## WHAT THE TASK ASKS
What is the count of lines in the records that include "ConsoleProgress"? Reply with that number alone.

## DATA EXTRACT
#####
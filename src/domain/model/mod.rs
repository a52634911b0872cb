// Domain models - Core types and data structures

use std::fmt;
use std::path::{Path, PathBuf};
use std::time::Duration;

use chrono::{DateTime, Utc};
use serde::Serialize;

use crate::domain::errors::DomainError;

/// MIME type written on every trimmed clip
pub const OUTPUT_MIME_TYPE: &str = "video/mp4";

/// Time specification - a playback position in seconds with fractional precision
#[derive(Debug, Clone, Copy, PartialEq, PartialOrd, Default, Serialize)]
pub struct TimeSpec {
    pub seconds: f64,
}

impl TimeSpec {
    /// Create a new TimeSpec from seconds
    pub fn from_seconds(seconds: f64) -> Self {
        Self { seconds }
    }

    /// Create a new TimeSpec from hours, minutes, seconds, milliseconds
    pub fn from_components(hours: u32, minutes: u32, seconds: u32, milliseconds: u32) -> Self {
        let total_seconds = hours as f64 * 3600.0
            + minutes as f64 * 60.0
            + seconds as f64
            + milliseconds as f64 / 1000.0;
        Self { seconds: total_seconds }
    }

    pub fn as_seconds(&self) -> f64 {
        self.seconds
    }

    /// Convert to Duration
    pub fn to_duration(&self) -> Duration {
        Duration::from_secs_f64(self.seconds.max(0.0))
    }

    /// Parse time string: seconds (`12.5`), `MM:SS.ms` or `HH:MM:SS.ms`
    pub fn parse(time_str: &str) -> Result<Self, DomainError> {
        let trimmed = time_str.trim();

        if let Ok(seconds) = trimmed.parse::<f64>() {
            if !seconds.is_finite() {
                return Err(DomainError::BadArgs("Time must be a finite number".to_string()));
            }
            if seconds < 0.0 {
                return Err(DomainError::BadArgs("Time cannot be negative".to_string()));
            }
            return Ok(Self::from_seconds(seconds));
        }

        let parts: Vec<&str> = trimmed.split(':').collect();
        match parts.as_slice() {
            [minutes, seconds] => {
                let minutes = parse_unit(minutes, "minutes")?;
                let seconds = parse_seconds_part(seconds)?;
                Ok(Self::from_seconds(minutes as f64 * 60.0 + seconds))
            }
            [hours, minutes, seconds] => {
                let hours = parse_unit(hours, "hours")?;
                let minutes = parse_unit(minutes, "minutes")?;
                if minutes >= 60 {
                    return Err(DomainError::BadArgs("Minutes must be less than 60".to_string()));
                }
                let seconds = parse_seconds_part(seconds)?;
                Ok(Self::from_seconds(
                    hours as f64 * 3600.0 + minutes as f64 * 60.0 + seconds,
                ))
            }
            _ => Err(DomainError::BadArgs(format!(
                "Invalid time '{}'. Supported formats: seconds (e.g., 123.45), MM:SS.ms (e.g., 2:30.5), HH:MM:SS.ms (e.g., 1:02:30.5)",
                trimmed
            ))),
        }
    }

    /// Format as `M:SS.mmm`, or `H:MM:SS.mmm` past the hour
    pub fn format_hms(&self) -> String {
        let total_ms = (self.seconds * 1000.0).round() as u64;
        let hours = total_ms / 3_600_000;
        let minutes = (total_ms % 3_600_000) / 60_000;
        let seconds = (total_ms % 60_000) / 1000;
        let milliseconds = total_ms % 1000;

        if hours > 0 {
            format!("{}:{:02}:{:02}.{:03}", hours, minutes, seconds, milliseconds)
        } else {
            format!("{}:{:02}.{:03}", minutes, seconds, milliseconds)
        }
    }
}

fn parse_unit(part: &str, unit: &str) -> Result<u32, DomainError> {
    part.parse::<u32>()
        .map_err(|_| DomainError::BadArgs(format!("Invalid {} format", unit)))
}

fn parse_seconds_part(part: &str) -> Result<f64, DomainError> {
    let seconds = part
        .parse::<f64>()
        .map_err(|_| DomainError::BadArgs("Invalid seconds format".to_string()))?;
    if !(0.0..60.0).contains(&seconds) {
        return Err(DomainError::BadArgs("Seconds must be less than 60".to_string()));
    }
    Ok(seconds)
}

impl fmt::Display for TimeSpec {
    fn fmt(&self, f: &mut fmt::Formatter<'_>) -> fmt::Result {
        write!(f, "{}", self.format_hms())
    }
}

/// The retained slice of the source, as second offsets.
///
/// Construction never rejects a range: an equal or inverted pair is a
/// legitimate intermediate state while the user is still marking points.
/// Validation happens on submit.
#[derive(Debug, Clone, Copy, PartialEq, Default, Serialize)]
pub struct TrimRange {
    pub from: f64,
    pub to: f64,
}

impl TrimRange {
    pub fn new(from: f64, to: f64) -> Self {
        Self { from, to }
    }

    pub fn from_specs(from: TimeSpec, to: TimeSpec) -> Self {
        Self::new(from.seconds, to.seconds)
    }

    /// Length of the retained slice; negative for an inverted range
    pub fn duration(&self) -> f64 {
        self.to - self.from
    }

    pub fn with_from(self, from: f64) -> Self {
        Self { from, ..self }
    }

    pub fn with_to(self, to: f64) -> Self {
        Self { to, ..self }
    }
}

/// Handle on the video the user picked
#[derive(Debug, Clone, PartialEq, Serialize)]
pub struct SelectedFile {
    pub path: PathBuf,
    /// Bare file name, used as the name inside the engine's working directory
    pub name: String,
    pub mime_type: String,
    pub size: u64,
}

impl SelectedFile {
    pub fn new(path: impl Into<PathBuf>, size: u64) -> Result<Self, DomainError> {
        let path = path.into();
        let name = path
            .file_name()
            .map(|n| n.to_string_lossy().to_string())
            .filter(|n| !n.is_empty())
            .ok_or_else(|| DomainError::BadArgs(format!("Not a file path: {}", path.display())))?;
        let mime_type = guess_mime_type(&path).to_string();

        Ok(Self {
            path,
            name,
            mime_type,
            size,
        })
    }

    /// File name without extension
    pub fn stem(&self) -> String {
        Path::new(&self.name)
            .file_stem()
            .map(|s| s.to_string_lossy().to_string())
            .unwrap_or_else(|| self.name.clone())
    }
}

/// Guess a video MIME type from the file extension
pub fn guess_mime_type(path: &Path) -> &'static str {
    let ext = path
        .extension()
        .map(|e| e.to_string_lossy().to_ascii_lowercase())
        .unwrap_or_default();
    match ext.as_str() {
        "mp4" | "m4v" => "video/mp4",
        "mov" => "video/quicktime",
        "webm" => "video/webm",
        "mkv" => "video/x-matroska",
        "avi" => "video/x-msvideo",
        "ts" | "mts" | "m2ts" => "video/mp2t",
        "ogv" => "video/ogg",
        _ => "application/octet-stream",
    }
}

/// Bytes plus a MIME type, read back from the engine
#[derive(Debug, Clone, PartialEq)]
pub struct MediaBlob {
    pub data: Vec<u8>,
    pub mime_type: String,
}

impl MediaBlob {
    pub fn new(data: Vec<u8>, mime_type: impl Into<String>) -> Self {
        Self {
            data,
            mime_type: mime_type.into(),
        }
    }

    pub fn len(&self) -> usize {
        self.data.len()
    }

    pub fn is_empty(&self) -> bool {
        self.data.is_empty()
    }
}

/// Engine progress as a ratio in [0, 1]
#[derive(Debug, Clone, Copy, PartialEq, Default, Serialize)]
pub struct Progress {
    ratio: f64,
}

impl Progress {
    /// Out-of-range and NaN ratios are clamped
    pub fn new(ratio: f64) -> Self {
        let ratio = if ratio.is_nan() { 0.0 } else { ratio.clamp(0.0, 1.0) };
        Self { ratio }
    }

    pub fn ratio(&self) -> f64 {
        self.ratio
    }

    pub fn is_complete(&self) -> bool {
        self.ratio >= 1.0
    }
}

/// What a media handle points at
#[derive(Debug, Clone, Copy, PartialEq, Eq, Serialize)]
#[serde(rename_all = "lowercase")]
pub enum MediaKind {
    Source,
    Result,
}

/// Opaque handle for a registered source or result
#[derive(Debug, Clone, PartialEq, Eq, Hash, PartialOrd, Ord, Serialize)]
#[serde(transparent)]
pub struct MediaUrl(String);

impl MediaUrl {
    pub(crate) fn from_id(id: u64) -> Self {
        Self(format!("media:{}", id))
    }

    pub fn as_str(&self) -> &str {
        &self.0
    }
}

impl fmt::Display for MediaUrl {
    fn fmt(&self, f: &mut fmt::Formatter<'_>) -> fmt::Result {
        f.write_str(&self.0)
    }
}

/// Result record of a completed trim
#[derive(Debug, Clone, Serialize)]
pub struct TrimOutcome {
    pub input: PathBuf,
    pub output_path: PathBuf,
    pub mime_type: String,
    pub size: u64,
    pub range: TrimRange,
    pub args: Vec<String>,
    #[serde(with = "duration_secs")]
    pub elapsed: Duration,
    pub created_at: DateTime<Utc>,
}

mod duration_secs {
    use serde::Serializer;
    use std::time::Duration;

    pub fn serialize<S: Serializer>(d: &Duration, s: S) -> Result<S::Ok, S::Error> {
        s.serialize_f64(d.as_secs_f64())
    }
}
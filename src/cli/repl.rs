//! Line-oriented driver for an interactive session

use std::io::Write;
use std::path::PathBuf;
use std::sync::Arc;

use anyhow::Result;
use tokio::io::{AsyncBufRead, AsyncBufReadExt};
use tracing::debug;

use crate::app::progress::ConsoleProgress;
use crate::app::session::{SessionStatus, TrimSession};
use crate::domain::errors::DomainError;
use crate::domain::model::TimeSpec;
use crate::domain::rules::ProgressDisplay;
use crate::ports::ProgressCallback;

const HELP: &str = "\
commands:
  open <path>    select a video
  seek <time>    move the playback position
  from [time]    set the in-point (at <time>, or the current position)
  to [time]      set the out-point (at <time>, or the current position)
  status         show the current state (status json for JSON)
  trim           cut the clip
  close          dismiss the result
  reset          start over
  help           show this text
  quit           leave the session";

/// One parsed input line
#[derive(Debug, Clone, PartialEq)]
pub enum SessionCommand {
    Open(PathBuf),
    Seek(TimeSpec),
    From(Option<TimeSpec>),
    To(Option<TimeSpec>),
    Status { json: bool },
    Trim,
    Close,
    Reset,
    Help,
    Quit,
}

impl SessionCommand {
    /// `Ok(None)` for blank lines and comments
    pub fn parse(line: &str) -> Result<Option<Self>, DomainError> {
        let line = line.trim();
        if line.is_empty() || line.starts_with('#') {
            return Ok(None);
        }
        let (word, rest) = match line.split_once(char::is_whitespace) {
            Some((word, rest)) => (word, rest.trim()),
            None => (line, ""),
        };
        let optional_time = |rest: &str| -> Result<Option<TimeSpec>, DomainError> {
            if rest.is_empty() {
                Ok(None)
            } else {
                TimeSpec::parse(rest).map(Some)
            }
        };

        let command = match word.to_ascii_lowercase().as_str() {
            "open" => {
                if rest.is_empty() {
                    return Err(DomainError::BadArgs("usage: open <path>".to_string()));
                }
                SessionCommand::Open(PathBuf::from(rest))
            }
            "seek" => SessionCommand::Seek(TimeSpec::parse(rest)?),
            "from" => SessionCommand::From(optional_time(rest)?),
            "to" => SessionCommand::To(optional_time(rest)?),
            "status" => SessionCommand::Status {
                json: rest.eq_ignore_ascii_case("json"),
            },
            "trim" => SessionCommand::Trim,
            "close" => SessionCommand::Close,
            "reset" => SessionCommand::Reset,
            "help" | "?" => SessionCommand::Help,
            "quit" | "exit" => SessionCommand::Quit,
            other => {
                return Err(DomainError::BadArgs(format!(
                    "unknown command '{}', try 'help'",
                    other
                )))
            }
        };
        Ok(Some(command))
    }
}

/// Feed lines from `input` to `session` until EOF or `quit`
pub async fn run_session<R, W>(session: &TrimSession, input: R, out: &mut W) -> Result<()>
where
    R: AsyncBufRead + Unpin,
    W: Write,
{
    let mut lines = input.lines();
    while let Some(line) = lines.next_line().await? {
        let command = match SessionCommand::parse(&line) {
            Ok(Some(command)) => command,
            Ok(None) => continue,
            Err(e) => {
                writeln!(out, "alert: {}", e)?;
                continue;
            }
        };
        debug!("Session command: {:?}", command);
        if command == SessionCommand::Quit {
            break;
        }
        if let Err(e) = execute(session, command, out).await {
            match e.downcast_ref::<DomainError>() {
                Some(domain) => writeln!(out, "alert: {}", domain)?,
                None => return Err(e),
            }
        }
        out.flush()?;
    }
    Ok(())
}

async fn execute<W: Write>(
    session: &TrimSession,
    command: SessionCommand,
    out: &mut W,
) -> Result<()> {
    match command {
        SessionCommand::Open(path) => {
            let url = session.select_file(&path).await?;
            writeln!(out, "opened {} as {}", path.display(), url)?;
        }
        SessionCommand::Seek(time) => {
            session.seek(time)?;
            writeln!(out, "position {}", time)?;
        }
        SessionCommand::From(time) => {
            let range = match time {
                Some(time) => session.set_from(time)?,
                None => session.mark_from()?,
            };
            writeln!(out, "{}", ProgressDisplay::range_summary(&range))?;
        }
        SessionCommand::To(time) => {
            let range = match time {
                Some(time) => session.set_to(time)?,
                None => session.mark_to()?,
            };
            writeln!(out, "{}", ProgressDisplay::range_summary(&range))?;
        }
        SessionCommand::Status { json } => {
            let status = session.status();
            if json {
                writeln!(out, "{}", serde_json::to_string(&status)?)?;
            } else {
                write_status(out, &status)?;
            }
        }
        SessionCommand::Trim => {
            writeln!(out, "Converting...")?;
            out.flush()?;
            let console = Arc::new(ConsoleProgress::new("converting"));
            let listener: Arc<dyn ProgressCallback> = console.clone();
            session.add_progress_listener(Arc::clone(&listener));
            let submitted = session.submit().await;
            session.remove_progress_listener(&listener);
            let result = match submitted {
                Ok(result) => {
                    console.finish("done");
                    result
                }
                Err(e) => {
                    console.abandon();
                    return Err(e.into());
                }
            };
            writeln!(
                out,
                "result {}: {} ({} bytes, {})",
                result.url,
                result.output_path.display(),
                result.size,
                result.mime_type
            )?;
        }
        SessionCommand::Close => {
            if session.dismiss_result()? {
                writeln!(out, "result closed")?;
            } else {
                writeln!(out, "no result to close")?;
            }
        }
        SessionCommand::Reset => {
            session.reset()?;
            writeln!(out, "reset")?;
        }
        SessionCommand::Help => writeln!(out, "{}", HELP)?,
        SessionCommand::Quit => {}
    }
    Ok(())
}

fn write_status<W: Write>(out: &mut W, status: &SessionStatus) -> std::io::Result<()> {
    match (&status.file, &status.preview_url) {
        (Some(file), Some(url)) => writeln!(out, "file: {} ({})", file, url)?,
        (Some(file), None) => writeln!(out, "file: {}", file)?,
        _ => writeln!(out, "file: none")?,
    }
    writeln!(out, "position: {}", TimeSpec::from_seconds(status.position))?;
    writeln!(out, "{}", status.summary)?;
    if let Some(line) = &status.status_line {
        writeln!(out, "{}", line)?;
    }
    if let Some(result) = &status.result {
        writeln!(
            out,
            "result: {} -> {} ({} bytes)",
            result.url,
            result.output_path.display(),
            result.size
        )?;
    }
    Ok(())
}
// Application layer - Use case interactors and session state

pub mod container;
pub mod media_registry;
pub mod progress;
pub mod session;
pub mod trim_interactor;

// Re-export the main entry points
pub use container::{AppContainer, DefaultAppContainer};
pub use session::{SessionStatus, TrimSession};
pub use trim_interactor::{TrimInteractor, TrimRequest};
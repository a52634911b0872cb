//! Configuration model and hierarchy
//!
//! Precedence, highest first: CLI flags, environment, config file, defaults.
//! The file and environment layers are resolved by
//! [`TomlConfigAdapter`](crate::adapters::TomlConfigAdapter); CLI flags are
//! applied on top with [`AppConfig::apply_overrides`].

use std::fmt;
use std::path::PathBuf;
use std::str::FromStr;

use serde::{Deserialize, Serialize};

use crate::domain::errors::DomainError;
use crate::domain::rules::DEFAULT_OUTPUT_NAME;

/// Log output format
#[derive(Debug, Clone, Copy, PartialEq, Eq, Default, Serialize, Deserialize)]
#[serde(rename_all = "lowercase")]
pub enum LogFormat {
    /// Human-readable multi-line format
    Pretty,
    /// Compact single-line format
    #[default]
    Compact,
    /// JSON format for structured logging
    Json,
}

impl FromStr for LogFormat {
    type Err = DomainError;

    fn from_str(s: &str) -> Result<Self, Self::Err> {
        match s.trim().to_ascii_lowercase().as_str() {
            "pretty" => Ok(LogFormat::Pretty),
            "compact" => Ok(LogFormat::Compact),
            "json" => Ok(LogFormat::Json),
            other => Err(DomainError::Config(format!(
                "Invalid log format: {}. Valid formats: pretty, compact, json",
                other
            ))),
        }
    }
}

impl fmt::Display for LogFormat {
    fn fmt(&self, f: &mut fmt::Formatter<'_>) -> fmt::Result {
        let name = match self {
            LogFormat::Pretty => "pretty",
            LogFormat::Compact => "compact",
            LogFormat::Json => "json",
        };
        f.write_str(name)
    }
}

/// Effective application configuration
#[derive(Debug, Clone, PartialEq, Serialize, Deserialize)]
#[serde(default)]
pub struct AppConfig {
    /// Engine binary, looked up on PATH when not absolute
    pub engine_path: PathBuf,
    /// Where trimmed clips go; the input's directory when unset
    pub output_dir: Option<PathBuf>,
    /// File name the engine writes inside its working directory
    pub output_name: String,
    pub log_level: String,
    pub log_format: LogFormat,
    /// Replace an existing output file instead of failing
    pub overwrite: bool,
}

impl Default for AppConfig {
    fn default() -> Self {
        Self {
            engine_path: PathBuf::from("ffmpeg"),
            output_dir: None,
            output_name: DEFAULT_OUTPUT_NAME.to_string(),
            log_level: "info".to_string(),
            log_format: LogFormat::default(),
            overwrite: false,
        }
    }
}

/// Values supplied on the command line; `None` leaves the lower layer alone
#[derive(Debug, Clone, Default)]
pub struct ConfigOverrides {
    pub engine_path: Option<PathBuf>,
    pub output_dir: Option<PathBuf>,
    pub log_level: Option<String>,
    pub log_format: Option<LogFormat>,
    pub overwrite: Option<bool>,
}

impl AppConfig {
    pub fn apply_overrides(mut self, overrides: &ConfigOverrides) -> Self {
        if let Some(engine) = &overrides.engine_path {
            self.engine_path = engine.clone();
        }
        if let Some(dir) = &overrides.output_dir {
            self.output_dir = Some(dir.clone());
        }
        if let Some(level) = &overrides.log_level {
            self.log_level = level.clone();
        }
        if let Some(format) = overrides.log_format {
            self.log_format = format;
        }
        if let Some(overwrite) = overrides.overwrite {
            self.overwrite = overwrite;
        }
        self
    }

    /// Reject values that would only fail later
    pub fn validate(&self) -> Result<(), DomainError> {
        match self.log_level.to_ascii_lowercase().as_str() {
            "trace" | "debug" | "info" | "warn" | "error" => {}
            other => {
                return Err(DomainError::Config(format!(
                    "Invalid log level: {}. Valid levels: trace, debug, info, warn, error",
                    other
                )))
            }
        }
        if self.output_name.is_empty() || self.output_name.contains(['/', '\\']) {
            return Err(DomainError::Config(format!(
                "output_name must be a bare file name, got '{}'",
                self.output_name
            )));
        }
        if self.engine_path.as_os_str().is_empty() {
            return Err(DomainError::Config("engine_path cannot be empty".to_string()));
        }
        Ok(())
    }
}

#[cfg(test)]
mod tests {
    use super::*;

    #[test]
    fn test_defaults_are_valid() {
        let config = AppConfig::default();
        assert_eq!(config.engine_path, PathBuf::from("ffmpeg"));
        assert_eq!(config.output_name, "output.mp4");
        assert!(config.validate().is_ok());
    }

    #[test]
    fn test_overrides_replace_only_given_values() {
        let overrides = ConfigOverrides {
            log_level: Some("debug".to_string()),
            overwrite: Some(true),
            ..Default::default()
        };
        let config = AppConfig::default().apply_overrides(&overrides);
        assert_eq!(config.log_level, "debug");
        assert!(config.overwrite);
        assert_eq!(config.engine_path, PathBuf::from("ffmpeg"));
    }

    #[test]
    fn test_validate_rejects_bad_values() {
        let bad_level = AppConfig {
            log_level: "loud".to_string(),
            ..Default::default()
        };
        assert!(bad_level.validate().is_err());

        let bad_name = AppConfig {
            output_name: "out/put.mp4".to_string(),
            ..Default::default()
        };
        assert!(bad_name.validate().is_err());
    }

    #[test]
    fn test_log_format_parse() {
        assert_eq!("JSON".parse::<LogFormat>().unwrap(), LogFormat::Json);
        assert!("xml".parse::<LogFormat>().is_err());
    }

    #[test]
    fn test_partial_toml_uses_defaults() {
        let config: AppConfig = toml::from_str("overwrite = true\nlog_format = \"json\"").unwrap();
        assert!(config.overwrite);
        assert_eq!(config.log_format, LogFormat::Json);
        assert_eq!(config.output_name, "output.mp4");
    }
}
#####
## THE ANSWER
2